Fehlende Bildungsgerechtigkeit im Einkommensteuerrecht

Tim Maciejewski

Von TIM MACIEJEWSKI

Der Bildungserfolg einer Person ist in Deutschland deutlich stärker von ihrem sozioökonomischen Hintergrund abhängig als in anderen Industriestaaten. Diese Ungerechtigkeit wird auch durch die einkommensteuerrechtlichen Regelungen zur Abziehbarkeit von Berufsausbildungskosten begünstigt, deren Verfassungskonformität der Zweite Senat des Bundesverfassungsgerichts mit einem aktuellen Beschluss bestätigt hat. Während die Begründung des Senats den Anschein erweckt, die geltende Rechtslage begrenze den steuerlichen Abzug nur für besonders kostenintensive Ausbildungsgänge, werden tatsächlich vor allem Studierende mit niedrigem Einkommen benachteiligt.

In Deutschland sind Bildungserfolge überdurchschnittlich stark eine Frage des Elternhauses: Je gebildeter und damit in der Regel auch wohlhabender die Eltern eines Kindes sind, desto besser sind dessen Chancen, selbst einen höheren Bildungsabschluss und die damit regelmäßig verbundene abgesicherte wirtschaftliche Stellung zu erreichen. Nur etwa 14 % der Personen, die einen tertiären Bildungsabschluss erlangen (also insbesondere ein Hochschulstudium abschließen), haben keine Eltern, die über einen entsprechenden Abschluss verfügen. Dieser Wert ist generationenübergreifend konstant. Anders als im Schnitt der anderen OECD-Staaten stagniert Deutschland bei der Bildungsmobilität nach oben. Dies hat auch steuerrechtliche Gründe.

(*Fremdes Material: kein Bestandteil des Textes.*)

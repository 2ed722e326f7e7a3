use crate::protocol::{normalized_protocol_versions, PROTOCOL_VERSION};
use anyhow::{Context as _, Result};
use serde::{Deserialize, Serialize};
use std::collections::HashMap;
use std::fs;
use std::path::{Path, PathBuf};
use std::time::Duration;

pub const WORKER_BIN_ENV: &str = "EXTHOST_WORKER_BIN";
pub const ADDITIONAL_ACTIVATION_EVENTS_ENV: &str = "EXTHOST_ADDITIONAL_ACTIVATION_EVENTS";

#[derive(Clone, Debug, Default, Serialize, Deserialize, PartialEq, Eq)]
pub struct HostSettings {
    #[serde(default)]
    pub supervisor: SupervisorSettings,
    #[serde(default)]
    pub activation: ActivationSettings,
    #[serde(default)]
    pub rejections: RejectionSettings,
    #[serde(default)]
    pub logging: LoggingSettings,
}

#[derive(Clone, Debug, Serialize, Deserialize, PartialEq, Eq)]
pub struct SupervisorSettings {
    #[serde(default = "default_worker_command")]
    pub command: String,
    #[serde(default)]
    pub args: Vec<String>,
    #[serde(default)]
    pub extra_env: HashMap<String, String>,
    #[serde(default = "default_ready_timeout_ms")]
    pub ready_timeout_ms: u64,
    #[serde(default = "default_terminate_deadline_ms")]
    pub terminate_deadline_ms: Option<u64>,
    #[serde(default = "default_terminate_grace_ms")]
    pub terminate_grace_ms: u64,
    #[serde(default = "default_protocol_version")]
    pub protocol_version: u32,
    #[serde(default = "default_supported_protocol_versions")]
    pub supported_protocol_versions: Vec<u32>,
}

#[derive(Clone, Debug, Serialize, Deserialize, PartialEq, Eq)]
pub struct ActivationSettings {
    #[serde(default = "default_workspace_search_timeout_ms")]
    pub workspace_search_timeout_ms: u64,
    #[serde(default = "default_provider_registration_timeout_ms")]
    pub provider_registration_timeout_ms: u64,
    #[serde(default)]
    pub additional_activation_events: Vec<String>,
    /// Failed attempts before a (host, event) is disabled. 1 never retries.
    #[serde(default = "default_max_failed_activations")]
    pub max_failed_activations: u32,
}

#[derive(Clone, Debug, Serialize, Deserialize, PartialEq, Eq)]
pub struct RejectionSettings {
    #[serde(default = "default_rejection_grace_ms")]
    pub grace_ms: u64,
}

#[derive(Clone, Debug, Serialize, Deserialize, PartialEq, Eq)]
pub struct LoggingSettings {
    #[serde(default = "default_log_level")]
    pub level: String,
    #[serde(default)]
    pub json: bool,
}

impl Default for SupervisorSettings {
    fn default() -> Self {
        Self {
            command: default_worker_command(),
            args: Vec::new(),
            extra_env: HashMap::new(),
            ready_timeout_ms: default_ready_timeout_ms(),
            terminate_deadline_ms: default_terminate_deadline_ms(),
            terminate_grace_ms: default_terminate_grace_ms(),
            protocol_version: default_protocol_version(),
            supported_protocol_versions: default_supported_protocol_versions(),
        }
    }
}

impl Default for ActivationSettings {
    fn default() -> Self {
        Self {
            workspace_search_timeout_ms: default_workspace_search_timeout_ms(),
            provider_registration_timeout_ms: default_provider_registration_timeout_ms(),
            additional_activation_events: Vec::new(),
            max_failed_activations: default_max_failed_activations(),
        }
    }
}

impl Default for RejectionSettings {
    fn default() -> Self {
        Self {
            grace_ms: default_rejection_grace_ms(),
        }
    }
}

impl Default for LoggingSettings {
    fn default() -> Self {
        Self {
            level: default_log_level(),
            json: false,
        }
    }
}

impl SupervisorSettings {
    pub fn new(command: impl Into<String>, args: Vec<String>) -> Self {
        Self {
            command: command.into(),
            args,
            ..Self::default()
        }
    }

    pub fn ready_timeout(&self) -> Duration {
        Duration::from_millis(self.ready_timeout_ms.max(10))
    }

    pub fn terminate_deadline(&self) -> Option<Duration> {
        self.terminate_deadline_ms.map(Duration::from_millis)
    }

    pub fn terminate_grace(&self) -> Duration {
        Duration::from_millis(self.terminate_grace_ms)
    }

    pub fn normalized_supported_protocol_versions(&self) -> Vec<u32> {
        normalized_protocol_versions(self.protocol_version, &self.supported_protocol_versions)
    }

    pub fn negotiate_protocol(&self, host_version: u32) -> Option<u32> {
        if host_version == 0 {
            return None;
        }
        self.normalized_supported_protocol_versions()
            .contains(&host_version)
            .then_some(host_version)
    }
}

impl ActivationSettings {
    pub fn workspace_search_timeout(&self) -> Duration {
        Duration::from_millis(self.workspace_search_timeout_ms)
    }

    pub fn provider_registration_timeout(&self) -> Duration {
        Duration::from_millis(self.provider_registration_timeout_ms)
    }

    pub fn normalized_max_failed_activations(&self) -> u32 {
        self.max_failed_activations.max(1)
    }
}

impl RejectionSettings {
    pub fn grace(&self) -> Duration {
        Duration::from_millis(self.grace_ms)
    }
}

impl HostSettings {
    pub fn merge_overlay(&self, overlay: &HostSettings) -> HostSettings {
        let mut merged = overlay.clone();
        for event in &self.activation.additional_activation_events {
            if !merged
                .activation
                .additional_activation_events
                .iter()
                .any(|existing| existing == event)
            {
                merged.activation.additional_activation_events.push(event.clone());
            }
        }
        for (key, value) in &self.supervisor.extra_env {
            merged
                .supervisor
                .extra_env
                .entry(key.clone())
                .or_insert_with(|| value.clone());
        }
        merged
    }

    /// Applies the process environment on top of file settings.
    pub fn apply_env(&mut self) {
        self.apply_env_from(|key| std::env::var(key).ok());
    }

    fn apply_env_from(&mut self, lookup: impl Fn(&str) -> Option<String>) {
        if let Some(command) = lookup(WORKER_BIN_ENV).filter(|v| !v.trim().is_empty()) {
            self.supervisor.command = command;
        }
        if let Some(raw) = lookup(ADDITIONAL_ACTIVATION_EVENTS_ENV) {
            for event in raw.split(',').map(str::trim).filter(|event| !event.is_empty()) {
                let known = self
                    .activation
                    .additional_activation_events
                    .iter()
                    .any(|existing| existing == event);
                if !known {
                    self.activation
                        .additional_activation_events
                        .push(event.to_string());
                }
            }
        }
    }
}

pub fn settings_path(config_dir: &Path) -> PathBuf {
    config_dir.join("exthost.json")
}

pub fn workspace_settings_path(workspace_root: &Path) -> PathBuf {
    workspace_root.join(".exthost").join("settings.json")
}

pub fn load_settings(config_dir: &Path) -> Result<HostSettings> {
    load_settings_from_path(&settings_path(config_dir))
}

pub fn load_workspace_settings(workspace_root: &Path) -> Result<Option<HostSettings>> {
    let path = workspace_settings_path(workspace_root);
    if !path.exists() {
        return Ok(None);
    }
    let settings = load_settings_from_path(&path)?;
    Ok(Some(settings))
}

/// User settings, overlaid by workspace settings, then by the environment.
pub fn load_effective_settings(
    config_dir: &Path,
    workspace_root: Option<&Path>,
) -> Result<HostSettings> {
    let mut settings = load_settings(config_dir)?;
    if let Some(workspace_root) = workspace_root {
        if let Some(workspace) = load_workspace_settings(workspace_root)? {
            settings = settings.merge_overlay(&workspace);
        }
    }
    settings.apply_env();
    Ok(settings)
}

pub fn save_settings(config_dir: &Path, settings: &HostSettings) -> Result<()> {
    save_settings_to_path(&settings_path(config_dir), settings)
}

fn load_settings_from_path(path: &Path) -> Result<HostSettings> {
    if !path.exists() {
        return Ok(HostSettings::default());
    }

    let raw = fs::read_to_string(path)
        .with_context(|| format!("read settings file: {}", path.display()))?;
    let settings: HostSettings = serde_json::from_str(&raw)
        .with_context(|| format!("parse settings file: {}", path.display()))?;
    Ok(settings)
}

fn save_settings_to_path(path: &Path, settings: &HostSettings) -> Result<()> {
    if let Some(parent) = path.parent() {
        fs::create_dir_all(parent)
            .with_context(|| format!("create config dir: {}", parent.display()))?;
    }

    let json = serde_json::to_string_pretty(settings)?;
    fs::write(path, json).with_context(|| format!("write settings file: {}", path.display()))?;
    Ok(())
}

fn default_worker_command() -> String {
    #[cfg(target_os = "windows")]
    let worker_binary = "exthost-worker.exe";
    #[cfg(not(target_os = "windows"))]
    let worker_binary = "exthost-worker";
    worker_binary.to_string()
}

const fn default_ready_timeout_ms() -> u64 {
    10_000
}

const fn default_terminate_deadline_ms() -> Option<u64> {
    Some(5_000)
}

const fn default_terminate_grace_ms() -> u64 {
    250
}

const fn default_protocol_version() -> u32 {
    PROTOCOL_VERSION
}

fn default_supported_protocol_versions() -> Vec<u32> {
    vec![PROTOCOL_VERSION]
}

const fn default_workspace_search_timeout_ms() -> u64 {
    7_000
}

const fn default_provider_registration_timeout_ms() -> u64 {
    3_000
}

const fn default_max_failed_activations() -> u32 {
    1
}

const fn default_rejection_grace_ms() -> u64 {
    1_000
}

fn default_log_level() -> String {
    "info".to_string()
}

#[cfg(test)]
mod tests {
    use super::*;

    #[test]
    fn load_defaults_when_missing() {
        let dir = tempfile::tempdir().expect("temp dir");
        let settings = load_settings(dir.path()).expect("load defaults");
        assert_eq!(settings, HostSettings::default());
        assert_eq!(settings.activation.workspace_search_timeout_ms, 7_000);
        assert_eq!(settings.rejections.grace_ms, 1_000);
    }

    #[test]
    fn partial_file_keeps_defaults_for_missing_fields() {
        let dir = tempfile::tempdir().expect("temp dir");
        fs::write(
            settings_path(dir.path()),
            r#"{"supervisor":{"terminate_deadline_ms":null},"logging":{"json":true}}"#,
        )
        .expect("write settings");

        let settings = load_settings(dir.path()).expect("load settings");
        assert_eq!(settings.supervisor.terminate_deadline(), None);
        assert_eq!(settings.supervisor.ready_timeout_ms, 10_000);
        assert!(settings.logging.json);
        assert_eq!(settings.logging.level, "info");
    }

    #[test]
    fn save_then_load_roundtrip() {
        let dir = tempfile::tempdir().expect("temp dir");
        let mut settings = HostSettings::default();
        settings.supervisor.args = vec!["--stdio".to_string()];
        settings.activation.max_failed_activations = 5;

        save_settings(dir.path(), &settings).expect("save settings");
        let loaded = load_settings(dir.path()).expect("load settings");
        assert_eq!(loaded, settings);
    }

    #[test]
    fn workspace_settings_overlay_user_settings() {
        let user_dir = tempfile::tempdir().expect("user dir");
        let workspace_dir = tempfile::tempdir().expect("workspace dir");

        let mut user = HostSettings::default();
        user.activation
            .additional_activation_events
            .push("onIssueReporterOpened".to_string());
        user.supervisor
            .extra_env
            .insert("RUST_LOG".to_string(), "debug".to_string());
        save_settings(user_dir.path(), &user).expect("save user");

        let mut workspace = HostSettings::default();
        workspace.activation.workspace_search_timeout_ms = 500;
        save_settings_to_path(&workspace_settings_path(workspace_dir.path()), &workspace)
            .expect("save workspace");

        assert!(load_workspace_settings(user_dir.path())
            .expect("load missing workspace")
            .is_none());
        let effective = load_effective_settings(user_dir.path(), Some(workspace_dir.path()))
            .expect("load effective");
        assert_eq!(effective.activation.workspace_search_timeout_ms, 500);
        assert!(effective
            .activation
            .additional_activation_events
            .contains(&"onIssueReporterOpened".to_string()));
        assert_eq!(
            effective.supervisor.extra_env.get("RUST_LOG").map(String::as_str),
            Some("debug")
        );
    }

    #[test]
    fn env_overrides_worker_and_appends_events() {
        let mut settings = HostSettings::default();
        settings
            .activation
            .additional_activation_events
            .push("onA".to_string());
        settings.apply_env_from(|key| match key {
            WORKER_BIN_ENV => Some("/opt/exthost/worker".to_string()),
            ADDITIONAL_ACTIVATION_EVENTS_ENV => Some("onA, onB,,onC".to_string()),
            _ => None,
        });

        assert_eq!(settings.supervisor.command, "/opt/exthost/worker");
        assert_eq!(
            settings.activation.additional_activation_events,
            vec!["onA".to_string(), "onB".to_string(), "onC".to_string()]
        );
    }

    #[test]
    fn negotiate_protocol_accepts_only_supported_versions() {
        let mut settings = SupervisorSettings::default();
        settings.protocol_version = 2;
        settings.supported_protocol_versions = vec![1];
        assert_eq!(settings.normalized_supported_protocol_versions(), vec![2, 1]);
        assert_eq!(settings.negotiate_protocol(1), Some(1));
        assert_eq!(settings.negotiate_protocol(3), None);
        assert_eq!(settings.negotiate_protocol(0), None);
    }
}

Selektive steuerrechtliche Bildungsförderung de lege lata

Wenn Ausbildungskosten steuerlich geltend gemacht werden können und es dadurch zu einer Erstattung von ansonsten geschuldeten Einkommensteuern kommt, beteiligt sich bei wirtschaftlicher Betrachtung die Allgemeinheit an der Finanzierung der Ausbildung. Je höher der persönliche Steuersatz ist, desto höher fällt dieser steuerliche „Zuschuss“ aus.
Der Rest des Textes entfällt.